- **Prompt**:
Go over the lines below, and when one contains the word "first", copy it.

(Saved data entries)

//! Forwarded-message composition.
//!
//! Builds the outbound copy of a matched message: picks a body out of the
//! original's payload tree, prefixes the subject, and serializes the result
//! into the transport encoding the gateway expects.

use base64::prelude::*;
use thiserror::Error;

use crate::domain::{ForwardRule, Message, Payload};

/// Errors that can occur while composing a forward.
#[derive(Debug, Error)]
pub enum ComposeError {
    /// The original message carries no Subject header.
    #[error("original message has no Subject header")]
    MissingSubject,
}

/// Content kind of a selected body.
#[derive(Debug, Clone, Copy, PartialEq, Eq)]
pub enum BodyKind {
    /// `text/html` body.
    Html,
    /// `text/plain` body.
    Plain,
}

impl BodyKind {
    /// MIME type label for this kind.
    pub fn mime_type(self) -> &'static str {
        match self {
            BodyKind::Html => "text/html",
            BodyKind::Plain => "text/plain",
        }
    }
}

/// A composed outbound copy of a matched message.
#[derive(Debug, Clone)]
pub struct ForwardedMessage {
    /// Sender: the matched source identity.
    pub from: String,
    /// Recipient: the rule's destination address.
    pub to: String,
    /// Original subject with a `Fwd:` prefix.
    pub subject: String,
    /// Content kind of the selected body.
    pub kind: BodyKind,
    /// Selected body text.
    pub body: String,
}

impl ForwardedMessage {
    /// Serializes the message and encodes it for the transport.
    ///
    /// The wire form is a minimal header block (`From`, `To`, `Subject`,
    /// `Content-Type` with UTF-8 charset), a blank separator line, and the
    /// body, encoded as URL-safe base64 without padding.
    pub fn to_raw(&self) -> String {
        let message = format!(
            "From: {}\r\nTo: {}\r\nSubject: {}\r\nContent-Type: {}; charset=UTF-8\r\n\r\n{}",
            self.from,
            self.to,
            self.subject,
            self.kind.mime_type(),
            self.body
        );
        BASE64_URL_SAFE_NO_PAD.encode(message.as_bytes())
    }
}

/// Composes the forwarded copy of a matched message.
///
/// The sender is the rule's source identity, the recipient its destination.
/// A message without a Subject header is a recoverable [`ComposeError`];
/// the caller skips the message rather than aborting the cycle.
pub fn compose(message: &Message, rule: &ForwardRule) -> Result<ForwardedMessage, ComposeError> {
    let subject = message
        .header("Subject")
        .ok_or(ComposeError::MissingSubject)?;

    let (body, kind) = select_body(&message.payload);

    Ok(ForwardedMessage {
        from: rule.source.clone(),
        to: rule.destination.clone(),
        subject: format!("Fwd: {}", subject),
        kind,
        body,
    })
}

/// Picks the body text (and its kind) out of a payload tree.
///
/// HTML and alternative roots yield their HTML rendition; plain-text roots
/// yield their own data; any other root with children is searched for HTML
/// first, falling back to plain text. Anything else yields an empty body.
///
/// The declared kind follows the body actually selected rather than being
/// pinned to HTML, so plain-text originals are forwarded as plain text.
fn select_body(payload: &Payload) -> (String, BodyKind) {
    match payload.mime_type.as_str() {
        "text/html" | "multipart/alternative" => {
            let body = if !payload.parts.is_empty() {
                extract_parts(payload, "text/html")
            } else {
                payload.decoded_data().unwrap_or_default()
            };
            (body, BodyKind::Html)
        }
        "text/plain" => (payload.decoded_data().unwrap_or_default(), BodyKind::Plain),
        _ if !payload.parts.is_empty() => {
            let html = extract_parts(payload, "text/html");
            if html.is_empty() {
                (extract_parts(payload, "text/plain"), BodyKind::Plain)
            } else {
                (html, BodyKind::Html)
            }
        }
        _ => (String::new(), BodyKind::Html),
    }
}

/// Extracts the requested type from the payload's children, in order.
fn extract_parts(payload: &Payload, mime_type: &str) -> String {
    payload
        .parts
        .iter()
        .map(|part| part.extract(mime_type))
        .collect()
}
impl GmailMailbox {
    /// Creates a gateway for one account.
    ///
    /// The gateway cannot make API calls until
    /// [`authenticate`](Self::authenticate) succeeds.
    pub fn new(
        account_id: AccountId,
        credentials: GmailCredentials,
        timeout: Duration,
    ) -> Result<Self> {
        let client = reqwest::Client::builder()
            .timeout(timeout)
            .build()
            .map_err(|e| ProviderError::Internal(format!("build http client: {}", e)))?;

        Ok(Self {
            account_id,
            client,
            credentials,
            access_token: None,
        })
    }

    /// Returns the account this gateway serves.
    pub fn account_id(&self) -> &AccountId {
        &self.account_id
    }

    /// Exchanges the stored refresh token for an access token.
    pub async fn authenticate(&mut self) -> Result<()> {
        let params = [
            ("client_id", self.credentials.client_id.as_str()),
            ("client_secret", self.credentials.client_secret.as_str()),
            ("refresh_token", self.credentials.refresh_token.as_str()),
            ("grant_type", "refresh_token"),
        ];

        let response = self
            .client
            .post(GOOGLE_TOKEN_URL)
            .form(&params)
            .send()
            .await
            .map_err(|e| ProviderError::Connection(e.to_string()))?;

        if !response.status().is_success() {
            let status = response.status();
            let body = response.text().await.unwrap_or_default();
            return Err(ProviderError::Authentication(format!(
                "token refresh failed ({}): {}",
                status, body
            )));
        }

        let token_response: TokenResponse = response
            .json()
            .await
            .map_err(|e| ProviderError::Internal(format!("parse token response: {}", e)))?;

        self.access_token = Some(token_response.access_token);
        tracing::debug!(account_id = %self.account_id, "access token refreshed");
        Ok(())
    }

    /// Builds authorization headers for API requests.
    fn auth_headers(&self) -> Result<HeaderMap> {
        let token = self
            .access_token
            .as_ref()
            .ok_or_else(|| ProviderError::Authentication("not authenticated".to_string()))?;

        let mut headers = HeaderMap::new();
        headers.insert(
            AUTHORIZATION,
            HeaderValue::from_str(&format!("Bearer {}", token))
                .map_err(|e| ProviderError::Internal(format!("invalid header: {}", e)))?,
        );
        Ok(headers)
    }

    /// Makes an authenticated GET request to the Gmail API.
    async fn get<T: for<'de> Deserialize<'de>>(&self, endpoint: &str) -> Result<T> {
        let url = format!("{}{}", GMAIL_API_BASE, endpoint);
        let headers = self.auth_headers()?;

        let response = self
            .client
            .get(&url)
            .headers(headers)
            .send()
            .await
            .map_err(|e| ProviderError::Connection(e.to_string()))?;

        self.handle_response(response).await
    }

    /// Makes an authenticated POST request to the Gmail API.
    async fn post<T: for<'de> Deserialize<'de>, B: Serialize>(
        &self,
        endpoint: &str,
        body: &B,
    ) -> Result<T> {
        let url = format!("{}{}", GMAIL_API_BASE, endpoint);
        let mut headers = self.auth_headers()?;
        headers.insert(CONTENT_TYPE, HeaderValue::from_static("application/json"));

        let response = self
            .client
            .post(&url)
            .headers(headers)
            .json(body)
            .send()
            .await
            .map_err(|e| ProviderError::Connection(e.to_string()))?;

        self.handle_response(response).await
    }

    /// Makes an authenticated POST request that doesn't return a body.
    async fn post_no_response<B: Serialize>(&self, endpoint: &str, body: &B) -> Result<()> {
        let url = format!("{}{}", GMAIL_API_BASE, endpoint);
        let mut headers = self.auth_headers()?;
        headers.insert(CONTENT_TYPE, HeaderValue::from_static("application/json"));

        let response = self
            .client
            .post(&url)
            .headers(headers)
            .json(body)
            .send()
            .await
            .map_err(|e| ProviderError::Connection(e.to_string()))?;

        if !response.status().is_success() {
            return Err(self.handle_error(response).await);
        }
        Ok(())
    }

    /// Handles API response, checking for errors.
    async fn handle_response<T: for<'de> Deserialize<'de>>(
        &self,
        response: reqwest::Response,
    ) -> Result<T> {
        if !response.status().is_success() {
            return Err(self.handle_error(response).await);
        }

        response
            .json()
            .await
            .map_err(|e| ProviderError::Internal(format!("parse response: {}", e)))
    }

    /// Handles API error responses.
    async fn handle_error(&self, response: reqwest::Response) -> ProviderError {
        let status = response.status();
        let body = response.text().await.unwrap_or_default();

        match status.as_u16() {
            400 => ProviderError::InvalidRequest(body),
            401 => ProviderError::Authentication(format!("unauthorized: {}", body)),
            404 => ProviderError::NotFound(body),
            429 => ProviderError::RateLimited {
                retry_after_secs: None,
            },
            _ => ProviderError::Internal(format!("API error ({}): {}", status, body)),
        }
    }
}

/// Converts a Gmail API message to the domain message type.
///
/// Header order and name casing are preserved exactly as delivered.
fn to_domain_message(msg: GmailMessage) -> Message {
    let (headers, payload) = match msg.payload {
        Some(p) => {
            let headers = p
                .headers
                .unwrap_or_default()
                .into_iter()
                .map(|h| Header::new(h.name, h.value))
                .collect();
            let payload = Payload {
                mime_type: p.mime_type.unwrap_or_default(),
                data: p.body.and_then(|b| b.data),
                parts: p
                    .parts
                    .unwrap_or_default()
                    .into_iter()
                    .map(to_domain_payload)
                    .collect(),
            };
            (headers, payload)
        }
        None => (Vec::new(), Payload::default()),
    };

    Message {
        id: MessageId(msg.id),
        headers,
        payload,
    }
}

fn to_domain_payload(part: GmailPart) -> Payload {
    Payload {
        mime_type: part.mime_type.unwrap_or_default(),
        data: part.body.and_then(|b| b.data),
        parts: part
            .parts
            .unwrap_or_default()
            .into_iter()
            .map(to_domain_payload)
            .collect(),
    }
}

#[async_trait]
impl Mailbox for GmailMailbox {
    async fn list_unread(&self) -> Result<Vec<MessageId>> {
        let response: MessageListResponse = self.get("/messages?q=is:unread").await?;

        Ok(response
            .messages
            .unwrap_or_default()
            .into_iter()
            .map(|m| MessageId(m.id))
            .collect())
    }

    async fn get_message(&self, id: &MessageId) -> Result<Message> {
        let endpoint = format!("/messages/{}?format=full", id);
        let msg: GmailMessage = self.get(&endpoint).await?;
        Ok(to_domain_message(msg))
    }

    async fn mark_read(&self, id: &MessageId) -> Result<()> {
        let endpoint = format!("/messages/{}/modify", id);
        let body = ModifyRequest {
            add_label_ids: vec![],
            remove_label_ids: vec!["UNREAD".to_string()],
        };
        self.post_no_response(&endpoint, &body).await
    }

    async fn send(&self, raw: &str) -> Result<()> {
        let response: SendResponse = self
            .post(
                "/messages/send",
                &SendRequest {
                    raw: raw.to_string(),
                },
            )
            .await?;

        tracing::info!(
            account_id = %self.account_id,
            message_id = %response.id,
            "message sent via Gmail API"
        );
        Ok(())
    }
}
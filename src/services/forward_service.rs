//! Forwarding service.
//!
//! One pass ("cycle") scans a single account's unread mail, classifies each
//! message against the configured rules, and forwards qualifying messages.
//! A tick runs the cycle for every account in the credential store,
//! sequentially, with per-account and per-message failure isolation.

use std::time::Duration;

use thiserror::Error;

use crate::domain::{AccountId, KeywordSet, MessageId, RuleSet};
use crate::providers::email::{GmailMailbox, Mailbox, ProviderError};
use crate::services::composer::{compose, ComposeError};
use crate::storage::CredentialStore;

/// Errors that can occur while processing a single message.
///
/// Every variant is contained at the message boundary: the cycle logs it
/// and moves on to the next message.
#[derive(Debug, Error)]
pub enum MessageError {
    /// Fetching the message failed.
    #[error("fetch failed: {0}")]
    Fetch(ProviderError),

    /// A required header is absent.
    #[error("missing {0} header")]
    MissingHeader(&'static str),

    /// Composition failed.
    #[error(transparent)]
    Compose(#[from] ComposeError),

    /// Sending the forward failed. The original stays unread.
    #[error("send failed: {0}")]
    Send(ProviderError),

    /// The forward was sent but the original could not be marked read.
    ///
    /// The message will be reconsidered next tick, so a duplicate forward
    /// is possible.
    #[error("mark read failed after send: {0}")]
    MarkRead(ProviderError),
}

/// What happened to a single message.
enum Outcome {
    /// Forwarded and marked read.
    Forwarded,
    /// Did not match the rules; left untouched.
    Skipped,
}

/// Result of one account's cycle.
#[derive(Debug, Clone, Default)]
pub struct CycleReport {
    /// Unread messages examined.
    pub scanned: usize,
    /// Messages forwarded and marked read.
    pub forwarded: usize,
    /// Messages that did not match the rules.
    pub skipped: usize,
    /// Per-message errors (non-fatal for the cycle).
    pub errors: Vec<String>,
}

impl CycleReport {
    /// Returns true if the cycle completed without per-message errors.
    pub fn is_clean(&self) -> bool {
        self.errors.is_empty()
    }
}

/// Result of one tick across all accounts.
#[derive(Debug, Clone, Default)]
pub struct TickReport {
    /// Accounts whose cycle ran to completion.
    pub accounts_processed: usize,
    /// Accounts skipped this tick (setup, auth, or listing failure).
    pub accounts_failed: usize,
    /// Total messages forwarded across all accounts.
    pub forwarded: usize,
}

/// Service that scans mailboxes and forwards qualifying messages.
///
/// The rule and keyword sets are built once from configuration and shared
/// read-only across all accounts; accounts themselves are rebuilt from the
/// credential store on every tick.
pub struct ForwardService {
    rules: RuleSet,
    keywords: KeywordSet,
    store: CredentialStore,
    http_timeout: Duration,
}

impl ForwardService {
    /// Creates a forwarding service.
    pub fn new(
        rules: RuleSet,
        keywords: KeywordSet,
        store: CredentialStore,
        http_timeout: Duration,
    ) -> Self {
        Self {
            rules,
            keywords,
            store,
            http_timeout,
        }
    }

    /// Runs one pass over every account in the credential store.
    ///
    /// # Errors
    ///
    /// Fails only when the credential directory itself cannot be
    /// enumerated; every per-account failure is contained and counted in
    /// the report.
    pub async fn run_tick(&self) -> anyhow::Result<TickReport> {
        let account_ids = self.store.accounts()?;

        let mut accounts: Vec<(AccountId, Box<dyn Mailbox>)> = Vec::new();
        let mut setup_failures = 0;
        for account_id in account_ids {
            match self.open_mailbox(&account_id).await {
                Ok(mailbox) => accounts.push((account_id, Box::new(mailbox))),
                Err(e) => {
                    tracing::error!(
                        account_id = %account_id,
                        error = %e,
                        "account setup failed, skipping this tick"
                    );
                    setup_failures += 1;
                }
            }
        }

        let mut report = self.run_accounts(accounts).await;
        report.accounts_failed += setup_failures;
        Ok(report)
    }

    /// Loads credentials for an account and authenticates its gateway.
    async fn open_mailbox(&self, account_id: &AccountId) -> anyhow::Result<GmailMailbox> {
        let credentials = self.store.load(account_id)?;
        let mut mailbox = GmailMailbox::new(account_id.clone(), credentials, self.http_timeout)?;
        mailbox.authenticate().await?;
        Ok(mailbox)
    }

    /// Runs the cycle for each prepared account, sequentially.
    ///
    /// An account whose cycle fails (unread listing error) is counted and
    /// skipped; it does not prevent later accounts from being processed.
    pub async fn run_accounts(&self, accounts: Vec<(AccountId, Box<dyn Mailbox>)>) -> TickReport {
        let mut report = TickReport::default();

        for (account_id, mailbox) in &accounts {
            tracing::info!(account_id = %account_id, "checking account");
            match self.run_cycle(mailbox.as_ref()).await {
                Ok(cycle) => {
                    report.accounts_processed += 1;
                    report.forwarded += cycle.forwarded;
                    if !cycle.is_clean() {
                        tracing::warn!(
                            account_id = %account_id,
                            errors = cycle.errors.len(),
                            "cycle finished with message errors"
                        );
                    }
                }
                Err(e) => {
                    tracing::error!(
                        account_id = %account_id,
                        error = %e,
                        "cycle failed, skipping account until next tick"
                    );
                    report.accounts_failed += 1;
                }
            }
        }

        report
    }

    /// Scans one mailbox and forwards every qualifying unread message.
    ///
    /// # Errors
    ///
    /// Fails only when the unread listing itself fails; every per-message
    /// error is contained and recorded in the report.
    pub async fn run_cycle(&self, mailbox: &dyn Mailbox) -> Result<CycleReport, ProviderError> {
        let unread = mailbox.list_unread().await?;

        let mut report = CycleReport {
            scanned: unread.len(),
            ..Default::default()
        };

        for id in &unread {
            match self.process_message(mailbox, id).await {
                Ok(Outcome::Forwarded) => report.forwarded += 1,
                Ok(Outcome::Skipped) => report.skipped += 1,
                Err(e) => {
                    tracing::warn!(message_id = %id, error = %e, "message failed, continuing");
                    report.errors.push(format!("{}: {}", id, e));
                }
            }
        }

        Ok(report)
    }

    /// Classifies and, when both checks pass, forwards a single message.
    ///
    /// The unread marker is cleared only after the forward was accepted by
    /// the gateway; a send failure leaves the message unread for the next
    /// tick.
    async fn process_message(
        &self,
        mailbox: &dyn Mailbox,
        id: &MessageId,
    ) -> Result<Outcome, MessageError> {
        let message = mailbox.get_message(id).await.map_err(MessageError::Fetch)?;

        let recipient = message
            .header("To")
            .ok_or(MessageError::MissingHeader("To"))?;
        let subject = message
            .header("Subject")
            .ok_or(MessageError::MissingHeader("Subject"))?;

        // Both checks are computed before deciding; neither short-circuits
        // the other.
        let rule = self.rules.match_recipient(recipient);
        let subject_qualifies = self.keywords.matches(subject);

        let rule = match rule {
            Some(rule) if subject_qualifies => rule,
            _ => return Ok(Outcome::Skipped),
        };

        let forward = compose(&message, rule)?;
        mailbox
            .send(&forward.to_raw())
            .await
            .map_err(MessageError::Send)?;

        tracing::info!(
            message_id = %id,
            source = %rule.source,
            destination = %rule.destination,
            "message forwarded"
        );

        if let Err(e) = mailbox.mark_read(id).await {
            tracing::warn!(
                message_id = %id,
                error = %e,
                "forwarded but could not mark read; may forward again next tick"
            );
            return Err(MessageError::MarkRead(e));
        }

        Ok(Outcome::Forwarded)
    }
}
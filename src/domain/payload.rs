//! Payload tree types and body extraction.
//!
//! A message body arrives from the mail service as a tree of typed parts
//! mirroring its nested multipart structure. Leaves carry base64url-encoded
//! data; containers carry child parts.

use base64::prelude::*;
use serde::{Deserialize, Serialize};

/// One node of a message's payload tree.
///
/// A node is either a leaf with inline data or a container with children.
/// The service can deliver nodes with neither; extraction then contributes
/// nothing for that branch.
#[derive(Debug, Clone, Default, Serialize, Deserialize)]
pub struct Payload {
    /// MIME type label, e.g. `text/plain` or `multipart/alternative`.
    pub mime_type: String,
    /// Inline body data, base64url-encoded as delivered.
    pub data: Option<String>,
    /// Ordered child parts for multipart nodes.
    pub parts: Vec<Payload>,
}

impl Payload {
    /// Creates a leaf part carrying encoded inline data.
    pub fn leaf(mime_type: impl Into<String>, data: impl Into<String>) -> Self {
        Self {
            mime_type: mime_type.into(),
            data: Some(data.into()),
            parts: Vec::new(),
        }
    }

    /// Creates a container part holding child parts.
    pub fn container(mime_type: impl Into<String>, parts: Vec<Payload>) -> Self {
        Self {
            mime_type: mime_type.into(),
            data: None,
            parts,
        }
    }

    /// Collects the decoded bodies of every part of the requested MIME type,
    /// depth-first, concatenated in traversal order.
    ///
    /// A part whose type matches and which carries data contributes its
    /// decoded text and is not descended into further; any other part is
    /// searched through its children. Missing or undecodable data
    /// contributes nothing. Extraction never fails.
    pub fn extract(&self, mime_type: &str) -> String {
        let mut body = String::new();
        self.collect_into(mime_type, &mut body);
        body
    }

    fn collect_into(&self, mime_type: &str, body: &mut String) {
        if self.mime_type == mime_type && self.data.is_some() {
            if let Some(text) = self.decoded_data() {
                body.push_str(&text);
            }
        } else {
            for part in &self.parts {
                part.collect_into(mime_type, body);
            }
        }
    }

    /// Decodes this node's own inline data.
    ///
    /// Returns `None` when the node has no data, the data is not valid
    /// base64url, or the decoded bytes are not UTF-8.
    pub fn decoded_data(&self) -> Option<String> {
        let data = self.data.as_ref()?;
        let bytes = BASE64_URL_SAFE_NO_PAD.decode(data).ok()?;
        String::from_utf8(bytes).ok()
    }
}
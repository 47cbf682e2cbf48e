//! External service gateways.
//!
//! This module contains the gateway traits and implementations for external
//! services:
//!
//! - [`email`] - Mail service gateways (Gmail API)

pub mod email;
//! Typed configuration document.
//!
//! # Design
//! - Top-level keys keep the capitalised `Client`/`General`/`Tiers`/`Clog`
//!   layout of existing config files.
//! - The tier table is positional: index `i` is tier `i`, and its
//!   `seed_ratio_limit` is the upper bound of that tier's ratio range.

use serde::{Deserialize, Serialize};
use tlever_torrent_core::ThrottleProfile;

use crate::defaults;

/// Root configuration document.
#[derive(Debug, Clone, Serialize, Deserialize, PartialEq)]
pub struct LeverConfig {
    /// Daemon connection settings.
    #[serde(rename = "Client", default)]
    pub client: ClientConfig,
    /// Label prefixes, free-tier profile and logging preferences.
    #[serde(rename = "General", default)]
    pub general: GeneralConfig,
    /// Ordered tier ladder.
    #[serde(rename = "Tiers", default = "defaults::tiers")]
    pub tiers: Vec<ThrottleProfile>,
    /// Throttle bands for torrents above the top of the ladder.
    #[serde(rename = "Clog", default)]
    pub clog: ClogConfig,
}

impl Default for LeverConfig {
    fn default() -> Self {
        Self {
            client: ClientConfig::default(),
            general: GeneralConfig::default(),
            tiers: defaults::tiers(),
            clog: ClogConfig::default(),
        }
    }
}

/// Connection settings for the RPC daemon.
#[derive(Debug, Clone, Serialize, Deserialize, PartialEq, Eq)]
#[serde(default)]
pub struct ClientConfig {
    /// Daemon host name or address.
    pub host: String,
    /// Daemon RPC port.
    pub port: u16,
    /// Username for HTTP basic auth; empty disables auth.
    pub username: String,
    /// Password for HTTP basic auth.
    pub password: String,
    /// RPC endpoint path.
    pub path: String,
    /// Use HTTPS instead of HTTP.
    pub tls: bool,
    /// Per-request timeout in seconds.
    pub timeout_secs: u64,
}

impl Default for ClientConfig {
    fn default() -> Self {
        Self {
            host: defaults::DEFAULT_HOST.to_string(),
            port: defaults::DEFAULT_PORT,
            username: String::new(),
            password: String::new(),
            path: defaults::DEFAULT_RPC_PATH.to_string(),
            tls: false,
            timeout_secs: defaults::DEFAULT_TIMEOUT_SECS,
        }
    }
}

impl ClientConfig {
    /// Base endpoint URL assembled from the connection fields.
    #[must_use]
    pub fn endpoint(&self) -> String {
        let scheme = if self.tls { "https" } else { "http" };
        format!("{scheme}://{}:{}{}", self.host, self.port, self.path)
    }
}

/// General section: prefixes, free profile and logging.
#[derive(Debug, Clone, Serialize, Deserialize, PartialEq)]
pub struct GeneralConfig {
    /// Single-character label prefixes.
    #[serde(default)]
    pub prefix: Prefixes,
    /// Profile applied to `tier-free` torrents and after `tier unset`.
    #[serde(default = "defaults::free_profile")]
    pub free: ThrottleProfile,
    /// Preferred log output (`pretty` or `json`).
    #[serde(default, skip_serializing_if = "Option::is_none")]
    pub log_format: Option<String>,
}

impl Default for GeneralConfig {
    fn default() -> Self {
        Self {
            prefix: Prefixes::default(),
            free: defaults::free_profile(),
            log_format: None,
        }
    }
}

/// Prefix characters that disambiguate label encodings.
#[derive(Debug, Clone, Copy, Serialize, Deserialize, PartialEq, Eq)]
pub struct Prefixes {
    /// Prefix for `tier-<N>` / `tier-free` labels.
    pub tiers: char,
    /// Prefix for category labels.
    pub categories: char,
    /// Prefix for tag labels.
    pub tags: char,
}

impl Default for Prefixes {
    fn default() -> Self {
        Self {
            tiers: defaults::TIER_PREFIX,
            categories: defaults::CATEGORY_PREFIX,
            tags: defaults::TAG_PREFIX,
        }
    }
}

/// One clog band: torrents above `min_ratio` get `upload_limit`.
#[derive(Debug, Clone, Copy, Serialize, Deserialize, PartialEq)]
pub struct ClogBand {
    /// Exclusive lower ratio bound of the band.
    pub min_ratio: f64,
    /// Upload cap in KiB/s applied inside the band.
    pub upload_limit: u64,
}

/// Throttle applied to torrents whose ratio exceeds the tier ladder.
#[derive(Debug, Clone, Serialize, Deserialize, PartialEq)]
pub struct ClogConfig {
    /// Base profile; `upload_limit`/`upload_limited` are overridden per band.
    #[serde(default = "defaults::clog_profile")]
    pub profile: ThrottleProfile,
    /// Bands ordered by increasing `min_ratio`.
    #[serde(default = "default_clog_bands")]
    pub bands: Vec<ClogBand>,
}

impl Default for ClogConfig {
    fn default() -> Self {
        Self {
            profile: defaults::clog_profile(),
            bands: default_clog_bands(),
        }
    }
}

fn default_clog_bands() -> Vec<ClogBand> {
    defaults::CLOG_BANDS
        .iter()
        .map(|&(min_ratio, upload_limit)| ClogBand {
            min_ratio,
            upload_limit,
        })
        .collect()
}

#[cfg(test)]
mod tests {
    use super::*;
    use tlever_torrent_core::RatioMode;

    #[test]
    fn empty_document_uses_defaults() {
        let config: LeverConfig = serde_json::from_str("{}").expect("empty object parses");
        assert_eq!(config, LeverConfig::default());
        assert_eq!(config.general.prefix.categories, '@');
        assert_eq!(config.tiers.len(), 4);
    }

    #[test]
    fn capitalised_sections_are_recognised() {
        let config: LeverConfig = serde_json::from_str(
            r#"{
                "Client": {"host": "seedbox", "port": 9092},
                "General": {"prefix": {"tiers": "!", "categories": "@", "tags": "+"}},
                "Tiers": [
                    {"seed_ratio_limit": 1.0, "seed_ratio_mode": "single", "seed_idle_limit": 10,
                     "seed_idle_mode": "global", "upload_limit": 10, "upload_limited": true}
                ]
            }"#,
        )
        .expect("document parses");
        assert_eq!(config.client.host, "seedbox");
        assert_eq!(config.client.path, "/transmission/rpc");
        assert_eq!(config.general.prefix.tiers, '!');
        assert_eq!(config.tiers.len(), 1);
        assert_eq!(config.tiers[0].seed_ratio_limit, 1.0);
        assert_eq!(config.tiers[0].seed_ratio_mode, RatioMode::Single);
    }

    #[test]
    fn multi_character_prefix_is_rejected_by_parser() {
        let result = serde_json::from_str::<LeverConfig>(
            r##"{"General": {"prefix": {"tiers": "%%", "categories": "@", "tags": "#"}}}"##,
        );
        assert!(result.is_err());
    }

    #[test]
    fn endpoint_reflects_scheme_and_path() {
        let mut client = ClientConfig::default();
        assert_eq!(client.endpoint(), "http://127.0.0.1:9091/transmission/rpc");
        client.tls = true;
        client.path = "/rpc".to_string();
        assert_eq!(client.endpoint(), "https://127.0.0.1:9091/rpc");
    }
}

- **Completed task**:
/// first, falling back to plain text. Anything else yields an empty body.
    /// depth-first, concatenated in traversal order.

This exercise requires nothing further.